È «fantascienza», una «fake news», ci diceva ieri una fonte giornalistica siriana insistendo che Mosca non può mettere in discussione la presidenza dell’alleato Assad ora che, più forte che mai, è sul punto di vincere la guerra contro i gruppi islamisti e jihadisti sostenuti dalle petromonarchie del Golfo. Peraltro Suheil Hassan difficilmente potrà essere visto dall’opposizione siriana come un’alternativa ad Assad poiché che il suo nome è legato alle sconfitte più cocenti inflitte dall’esercito siriano a jihadisti e “ribelli”. I reparti (circa 8mila uomini) agli ordini del “Tigre” inoltre non sono noti per tenere troppo in considerazione il “diritto umanitario in tempo di guerra”.

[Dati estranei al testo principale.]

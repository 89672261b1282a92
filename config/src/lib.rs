//! # Config Crate
//!
//! Centralized configuration constants for radial mesh generation.
//! All magic numbers and tunable parameters are defined here to ensure
//! consistency across crates and easy configuration management.
//!
//! ## Usage
//!
//! ```rust
//! use config::constants::{approx_equal, DEFAULT_OUTER_RADIUS, DEFAULT_SEGMENTS};
//!
//! // Compare swept coordinates with a tolerance
//! let swept = 90f64.to_radians().sin();
//! assert!(approx_equal(swept, 1.0));
//!
//! // Shape defaults used when a host omits a parameter
//! assert_eq!(DEFAULT_OUTER_RADIUS, 1.0);
//! assert_eq!(DEFAULT_SEGMENTS, 3);
//! ```
//!
//! ## Design Principles
//!
//! - **Single Source of Truth**: All constants defined once, used everywhere
//! - **Host Compatible**: Shape defaults match the host component's defaults
//! - **Well-Documented**: Every constant has clear documentation

pub mod constants;
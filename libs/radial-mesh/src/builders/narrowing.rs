//! Trapezoid tapering from a wide inner edge to a narrower outer edge.

use super::centered_strip;
use crate::mesh::RadialMesh;
use crate::params::ShapeParameters;

/// Builds a tapering quad strip (`0 < outer_arc < inner_arc`).
pub fn build_narrowing(params: &ShapeParameters) -> RadialMesh {
    centered_strip(params)
}
//! # Shape Selection
//!
//! Maps a parameter set to exactly one of the five shape builders.

use crate::builders;
use crate::mesh::RadialMesh;
use crate::options::SectorOffsetPolicy;
use crate::params::ShapeParameters;
use std::fmt;

/// The five radial topologies.
#[derive(Debug, Clone, Copy, PartialEq, Eq, Hash)]
pub enum ShapeKind {
    /// Pie slice or full disc pivoting on the true center (`inner_radius <= 0`)
    Sector,
    /// Ring sector with equal inner and outer arcs
    Annulus,
    /// Inner arc converging on a single apex (`outer_arc == 0`)
    Wedge,
    /// Wide inner edge tapering to a narrower outer edge
    Narrowing,
    /// Outer edge wider than the inner edge
    Fan,
}

impl ShapeKind {
    /// Picks the builder for `params`.
    ///
    /// Every parameter set maps to exactly one kind; nothing is rejected here.
    ///
    /// # Example
    ///
    /// ```rust
    /// use radial_mesh::{ShapeKind, ShapeParameters};
    ///
    /// let ring = ShapeParameters::new(90, 1.0, 90, 2.0, 4);
    /// assert_eq!(ShapeKind::select(&ring), ShapeKind::Annulus);
    ///
    /// let disc = ShapeParameters::new(0, 0.0, 360, 1.0, 8);
    /// assert_eq!(ShapeKind::select(&disc), ShapeKind::Sector);
    /// ```
    pub fn select(params: &ShapeParameters) -> Self {
        if !params.has_inner_radius() {
            Self::Sector
        } else if params.inner_arc == params.outer_arc {
            Self::Annulus
        } else if params.outer_arc == 0 {
            Self::Wedge
        } else if params.outer_arc < params.inner_arc {
            Self::Narrowing
        } else {
            Self::Fan
        }
    }

    /// Runs this kind's builder. No recentering is applied.
    pub fn build(self, params: &ShapeParameters, sector_offset: SectorOffsetPolicy) -> RadialMesh {
        match self {
            Self::Sector => builders::build_sector(params, sector_offset),
            Self::Annulus => builders::build_annulus(params),
            Self::Wedge => builders::build_wedge(params),
            Self::Narrowing => builders::build_narrowing(params),
            Self::Fan => builders::build_fan(params),
        }
    }

    /// True when this kind emits a quad strip (two triangles per segment).
    ///
    /// A fan with no inner arc pivots on a single vertex instead.
    pub fn is_quad_strip(self, params: &ShapeParameters) -> bool {
        match self {
            Self::Annulus | Self::Narrowing => true,
            Self::Fan => params.inner_arc != 0,
            Self::Sector | Self::Wedge => false,
        }
    }

    /// Number of vertices this kind emits for `params`.
    ///
    /// `segments < 1` counts as a single segment, since only the seed
    /// geometry is produced.
    pub fn vertex_count(self, params: &ShapeParameters) -> usize {
        let segments = params.segments.max(1) as usize;
        if self.is_quad_strip(params) {
            2 * segments + 2
        } else {
            segments + 2
        }
    }

    /// Length of the index stream this kind emits for `params`.
    pub fn index_count(self, params: &ShapeParameters) -> usize {
        let segments = params.segments.max(1) as usize;
        if self.is_quad_strip(params) {
            6 * segments
        } else {
            3 * segments
        }
    }
}

impl fmt::Display for ShapeKind {
    fn fmt(&self, f: &mut fmt::Formatter<'_>) -> fmt::Result {
        let name = match self {
            Self::Sector => "sector",
            Self::Annulus => "annulus",
            Self::Wedge => "wedge",
            Self::Narrowing => "narrowing",
            Self::Fan => "fan",
        };
        f.write_str(name)
    }
}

Forse è «fantascienza» però la Russia si sta mostrando più spregiudicata del solito sui vari fronti di guerra in Siria e sui tavoli della diplomazia imponendo decisioni che Damasco talvolta deve ingoiare in silenzio. Mosca prima ha lasciato, assieme a Washington, campo libero alla Turchia decisa a strappare ai curdi la città di Afrin – in cambio dell’impegno di Ankara per far uscire da Ghouta Est i miliziani islamisti di Ahrar al Sham e Faylaq al Rahman – e ora fa pressioni su Damasco affinchè, dopo la liberazione della Ghouta, accetti la formazione di un esecutivo di consenso nazionale con dentro rappresentanti dell’opposizione inclusi quelli di Ahrar al Sham. «La leadership siriana non è convinta della proposta russa – ha spiegato la nostra fonte – ma il Cremlino afferma che questa è l’unica strada per mettere fine alla guerra e dare spazio a un vero negoziato».
Comunque sia Damasco ha sempre bisogno della Russia e del suo appoggio militare e politico. Il conflitto non è finito. Resta da decidere una soluzione per i miliziani di Jaysh al Islam (sostenuti dall’Arabia saudita) che rifiutano di lasciare Douma, l’ultimo caposaldo nella Ghouta, e di essere trasferiti nella provincia di Douma. Così come resta da risolvere l’occupazione da parte di combattenti dello Stato islamico del campo profughi palestinese di Yarmouk e della cittadina di Qadam, a ridosso di Damasco. Infine c’è la provincia di Deraa dove si combatterà forse l’ultima decisiva battaglia tra l’esercito siriano e le formazioni islamiste.